In the first study, 12 client-owned dogs diagnosed with hypercoagulability and/or thromboembolic disease and prescribed rivaroxaban, were recruited. Blood samples were collected prior to treatment, then 1-week and 1 to 3-months after initiation of therapy. The hemostatic tests prothrombin time (PT), activated partial thromboplastin time (aPTT), fibrinogen, rivaroxaban specific anti-Xa assay (raXa), thromboelastography (TEG) with strong activators, and thrombin generation (TG) were performed at each visit (3 hours after rivaroxaban dosing). There was a strong correlation between raXa and PT (p<0.001).

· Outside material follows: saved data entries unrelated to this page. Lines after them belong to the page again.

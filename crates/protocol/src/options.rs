//! Connection configuration via `cqldump.toml`
//!
//! Every field has a default, so an empty file is valid. Command-line flags
//! override whatever the file sets.
//!
//! ```toml
//! host = "cassandra-1.internal"
//! port = 9042
//! connect_timeout_secs = 5
//! request_timeout_secs = 120
//! page_size = 100
//!
//! # authentication needs a protocol version
//! # protocol_version = 4
//! # username = "dump"
//! # password = "secret"
//! ```

use std::path::{Path, PathBuf};
use std::time::Duration;

use cqldump_core::limits::{CONNECT_TIMEOUT_SECS, DEFAULT_PORT, FETCH_SIZE, REQUEST_TIMEOUT_SECS};
use cqldump_core::{Error, Result};
use serde::{Deserialize, Serialize};

/// Config file name looked up in the working directory.
pub const CONFIG_FILE_NAME: &str = "cqldump.toml";

/// How to reach and authenticate against a node.
#[derive(Debug, Clone, PartialEq, Eq, Serialize, Deserialize)]
#[serde(default)]
pub struct ConnectOptions {
    /// Address of any node in the cluster
    pub host: String,
    /// Native protocol port
    pub port: u16,
    /// TCP connect timeout
    pub connect_timeout_secs: u64,
    /// Per-request read/write timeout
    pub request_timeout_secs: u64,
    /// Rows per result page
    pub page_size: i32,
    /// Protocol version requested on the command line; enables authentication
    #[serde(skip_serializing_if = "Option::is_none")]
    pub protocol_version: Option<u8>,
    /// User for PasswordAuthenticator
    #[serde(skip_serializing_if = "Option::is_none")]
    pub username: Option<String>,
    /// Password for PasswordAuthenticator
    #[serde(skip_serializing_if = "Option::is_none")]
    pub password: Option<String>,
    /// Use TLS
    pub ssl: bool,
    /// CA certificate
    #[serde(skip_serializing_if = "Option::is_none")]
    pub certfile: Option<PathBuf>,
    /// Client key
    #[serde(skip_serializing_if = "Option::is_none")]
    pub userkey: Option<PathBuf>,
    /// Client certificate
    #[serde(skip_serializing_if = "Option::is_none")]
    pub usercert: Option<PathBuf>,
}

impl Default for ConnectOptions {
    fn default() -> Self {
        ConnectOptions {
            host: "localhost".to_string(),
            port: DEFAULT_PORT,
            connect_timeout_secs: CONNECT_TIMEOUT_SECS,
            request_timeout_secs: REQUEST_TIMEOUT_SECS,
            page_size: FETCH_SIZE,
            protocol_version: None,
            username: None,
            password: None,
            ssl: false,
            certfile: None,
            userkey: None,
            usercert: None,
        }
    }
}

impl ConnectOptions {
    /// Create options with default values.
    pub fn new() -> Self {
        Self::default()
    }

    /// Read and parse options from a TOML file.
    ///
    /// # Errors
    ///
    /// Returns a configuration error if the file cannot be read or parsed.
    pub fn from_file(path: &Path) -> Result<Self> {
        let content = std::fs::read_to_string(path).map_err(|e| {
            Error::configuration(format!(
                "Failed to read config file '{}': {}",
                path.display(),
                e
            ))
        })?;
        Self::from_toml_str(&content).map_err(|e| {
            Error::configuration(format!(
                "Failed to parse config file '{}': {}",
                path.display(),
                e
            ))
        })
    }

    /// Parse options from TOML text.
    pub fn from_toml_str(content: &str) -> std::result::Result<Self, toml::de::Error> {
        toml::from_str(content)
    }

    /// Set host (builder pattern).
    pub fn with_host(mut self, host: impl Into<String>) -> Self {
        self.host = host.into();
        self
    }

    /// Set port (builder pattern).
    pub fn with_port(mut self, port: u16) -> Self {
        self.port = port;
        self
    }

    /// Set connect timeout in seconds (builder pattern).
    pub fn with_connect_timeout_secs(mut self, secs: u64) -> Self {
        self.connect_timeout_secs = secs;
        self
    }

    /// Set protocol version (builder pattern).
    pub fn with_protocol_version(mut self, version: u8) -> Self {
        self.protocol_version = Some(version);
        self
    }

    /// Set credentials (builder pattern).
    pub fn with_credentials(mut self, username: impl Into<String>, password: impl Into<String>) -> Self {
        self.username = Some(username.into());
        self.password = Some(password.into());
        self
    }

    /// Connect timeout as a duration
    pub fn connect_timeout(&self) -> Duration {
        Duration::from_secs(self.connect_timeout_secs)
    }

    /// Request timeout as a duration
    pub fn request_timeout(&self) -> Duration {
        Duration::from_secs(self.request_timeout_secs)
    }

    /// Credentials to send, if authentication is enabled
    pub fn credentials(&self) -> Option<(&str, &str)> {
        self.protocol_version?;
        match (&self.username, &self.password) {
            (Some(user), Some(pass)) => Some((user.as_str(), pass.as_str())),
            _ => None,
        }
    }

    /// Validate configuration.
    pub fn validate(&self) -> Result<()> {
        if self.host.trim().is_empty() {
            return Err(Error::configuration("host must not be empty"));
        }
        if self.connect_timeout_secs == 0 || self.request_timeout_secs == 0 {
            return Err(Error::configuration("timeouts must be at least one second"));
        }
        if self.page_size <= 0 {
            return Err(Error::configuration("page size must be positive"));
        }
        if self.userkey.is_some() != self.usercert.is_some() {
            return Err(Error::configuration(
                "--userkey and --usercert must both be provided",
            ));
        }
        if self.ssl && self.certfile.is_none() {
            return Err(Error::configuration(
                "--certfile must also be specified when using --ssl",
            ));
        }
        match self.protocol_version {
            Some(1) => {
                return Err(Error::unimplemented(
                    "--protocol-version 1; please specify a protocol-version of 2 or higher",
                ))
            }
            Some(v) if v > 4 => {
                return Err(Error::configuration(format!(
                    "unsupported protocol version {}",
                    v
                )))
            }
            Some(_) if self.username.is_none() || self.password.is_none() => {
                return Err(Error::configuration(
                    "--username and --password are required with --protocol-version",
                ))
            }
            _ => {}
        }
        if self.ssl {
            return Err(Error::unimplemented("SSL connections"));
        }
        Ok(())
    }
}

The raXa was strongly positively correlated with TG variables- time to peak (ttpeak, p<0.001) and lag time (lag time, p<0.001), and negatively correlated with TG variables- endogenous thrombin potential (ETP, p<0.001) and peak (peak, p<0.001). There was poor correlation between raXa and aPTT, fibrinogen, and all TEG variables.

In the second study, archived plasma samples from dogs previously determined to have low (hypocoagulable, n=10), normal (n=10), and high (hypercoagulable, n=10) thrombin generation potential were used. Method comparison was performed for the calibrated automated thrombogram (CAT) using standard (80 μL plasma, 20 μL reagent- method 1) and low volume (40 μL plasma, 10 μL reagent- method 2) plasma and reagent, respectively. Four parameters of the TG curve were assessed: lag time; ETP; peak; and ttpeak. There was excellent agreement between methods 1 and 2 for all parameters.

In conclusion, PT and TG were found to strongly correlate with raXa and may be a convenient method to monitor hypercoagulable dogs receiving rivaroxaban therapy. Additionally, low volume CAT appears to be a valid alternative to the standard testing method in dogs with a range of thrombin generation potentials.